Metal and Bi/Pb microdistribution studies of an L3 chondrite: their implications for a meteorite parent body

We find strong localizations (relative to bulk) of Bi and to a lesser extent Pb. in some of the kamacite grains in Khohar. Other kamacite grains show no such enrichments. There are distinctive and correlated differences in the Ni contents of the two kamacite populations, with the Bi/Pb-rich kamacite grains having consistently lower Ni levels (sometimes unusually low. ~ 2% Ni) than the Bi/Pb-poor kamacite, which typically have ~ 6–7% Ni. The Bi/Pb-rich kamacite grains are also distinguished on the basis of their etching behavior, exhibiting a highly reactive attack, which has not been observed previously and which we believe may be due to the fact that the Bi/Pb-rich kamacite is finely polycrystalline.We conclude that the trace element microdistributions were not established in the nebula. Nor is it likely that the enrichments occurred with slow cooling in the presence of a vapor phase during the kamacite-taenite phase transition. Rather, the Bi/Pb-rich kamacite most likely reflect the occurrence of a brief reheating episode (or episodes), which may have been shock-induced and which was followed by rapid cooling. We find fine-grained metal-sulfide intergrowths which testify to such a reheating event, and one likely candidate for the site of this event is a hot ejecta blanket at the parent body surface. Iron oxides are found in our Khohar sections.

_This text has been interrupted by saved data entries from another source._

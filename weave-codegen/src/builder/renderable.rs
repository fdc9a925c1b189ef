//! Renderable trait and CodeFragment for decoupled code generation.
//!
//! Renderers describe output as fragments and let [`CodeBuilder`] take care
//! of indentation.
//!
//! [`CodeBuilder`]: super::CodeBuilder

/// Represents a fragment of generated code.
#[derive(Debug, Clone, PartialEq)]
pub enum CodeFragment {
    /// A single line of code (will have newline appended).
    Line(String),
    /// A blank line.
    Blank,
    /// A block with header, body fragments, and optional closing line.
    Block {
        header: String,
        body: Vec<CodeFragment>,
        close: Option<String>,
    },
    /// Indent the contained fragments.
    Indent(Vec<CodeFragment>),
    /// A `/** ... */` doc block.
    DocBlock(Vec<String>),
}

impl CodeFragment {
    /// Create a line fragment.
    pub fn line(s: impl Into<String>) -> Self {
        Self::Line(s.into())
    }

    /// Create a blank line fragment.
    pub fn blank() -> Self {
        Self::Blank
    }

    /// Create a block fragment.
    pub fn block(
        header: impl Into<String>,
        body: Vec<CodeFragment>,
        close: Option<String>,
    ) -> Self {
        Self::Block {
            header: header.into(),
            body,
            close,
        }
    }

    /// Create an indented fragment sequence.
    pub fn indent(fragments: Vec<CodeFragment>) -> Self {
        Self::Indent(fragments)
    }

    /// Create a doc block fragment.
    pub fn doc_block(lines: impl IntoIterator<Item = impl Into<String>>) -> Self {
        Self::DocBlock(lines.into_iter().map(Into::into).collect())
    }

    /// One line fragment per line of `text`.
    pub fn lines(text: &str) -> Vec<Self> {
        text.lines().map(Self::line).collect()
    }
}

/// Trait for types that can be rendered to code fragments.
pub trait Renderable {
    /// Convert this node to a sequence of code fragments.
    fn to_fragments(&self) -> Vec<CodeFragment>;
}

impl<T: Renderable + ?Sized> Renderable for &T {
    fn to_fragments(&self) -> Vec<CodeFragment> {
        (*self).to_fragments()
    }
}

impl<T: Renderable + ?Sized> Renderable for Box<T> {
    fn to_fragments(&self) -> Vec<CodeFragment> {
        self.as_ref().to_fragments()
    }
}

#[cfg(test)]
mod tests {
    use super::*;

    #[test]
    fn test_code_fragment_constructors() {
        assert_eq!(
            CodeFragment::line("test"),
            CodeFragment::Line("test".to_string())
        );
        assert_eq!(CodeFragment::blank(), CodeFragment::Blank);
        assert_eq!(
            CodeFragment::doc_block(["@return array"]),
            CodeFragment::DocBlock(vec!["@return array".to_string()])
        );
    }

    #[test]
    fn test_lines() {
        let fragments = CodeFragment::lines("a\n\nb");
        assert_eq!(
            fragments,
            vec![
                CodeFragment::line("a"),
                CodeFragment::line(""),
                CodeFragment::line("b")
            ]
        );
    }
}
use indexmap::IndexMap;

use super::Snippet;
use crate::{Error, Result};

/// Snippets available to a front end, by name.
#[derive(Default)]
pub struct SnippetRegistry {
    snippets: IndexMap<&'static str, Box<dyn Snippet>>,
}

impl SnippetRegistry {
    pub fn new() -> Self {
        Self::default()
    }

    /// Register a snippet, replacing one with the same name.
    pub fn register(&mut self, snippet: impl Snippet + 'static) {
        self.snippets.insert(snippet.name(), Box::new(snippet));
    }

    pub fn with(mut self, snippet: impl Snippet + 'static) -> Self {
        self.register(snippet);
        self
    }

    pub fn get(&self, name: &str) -> Result<&dyn Snippet> {
        self.snippets
            .get(name)
            .map(|s| s.as_ref())
            .ok_or_else(|| Error::UnknownSnippet {
                name: name.to_string(),
            })
    }

    pub fn contains(&self, name: &str) -> bool {
        self.snippets.contains_key(name)
    }

    /// Snippets in registration order.
    pub fn iter(&self) -> impl Iterator<Item = &dyn Snippet> {
        self.snippets.values().map(|s| s.as_ref())
    }

    pub fn names(&self) -> impl Iterator<Item = &'static str> + '_ {
        self.snippets.keys().copied()
    }

    pub fn len(&self) -> usize {
        self.snippets.len()
    }

    pub fn is_empty(&self) -> bool {
        self.snippets.is_empty()
    }
}

impl std::fmt::Debug for SnippetRegistry {
    fn fmt(&self, f: &mut std::fmt::Formatter<'_>) -> std::fmt::Result {
        f.debug_list().entries(self.snippets.keys()).finish()
    }
}

#[cfg(test)]
mod tests {
    use super::*;
    use crate::{
        module::Module,
        snippet::{ParamDescriptor, ParamValues},
    };

    struct Noop;

    impl Snippet for Noop {
        fn name(&self) -> &'static str {
            "noop"
        }

        fn label(&self) -> &'static str {
            "Noop"
        }

        fn params(&self) -> Vec<ParamDescriptor> {
            Vec::new()
        }

        fn add(&self, _module: &mut Module, _values: &ParamValues) -> Result<()> {
            Ok(())
        }
    }

    #[test]
    fn test_lookup() {
        let registry = SnippetRegistry::new().with(Noop);
        assert!(registry.contains("noop"));
        assert_eq!(registry.get("noop").unwrap().label(), "Noop");
        assert_eq!(registry.names().collect::<Vec<_>>(), vec!["noop"]);
    }

    #[test]
    fn test_unknown_snippet() {
        let registry = SnippetRegistry::new();
        let err = registry.get("missing").err().unwrap();
        assert!(matches!(err, Error::UnknownSnippet { ref name } if name == "missing"));
    }
}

We believe that they are not due to terrestrial alteration, that they are magnetite and that the magnetite probably originated in the same dynamic event in which the Bi/Pb distributions were established. The present data do not allow us to confidently determine whether the event occurred prior to, during, or after the compaction of this meteorite, although the simplest interpretation of the data would indicate the first alternative. Bulk Bi data for Khohar has been used for inferring accretion temperatures and this now appears inappropriate.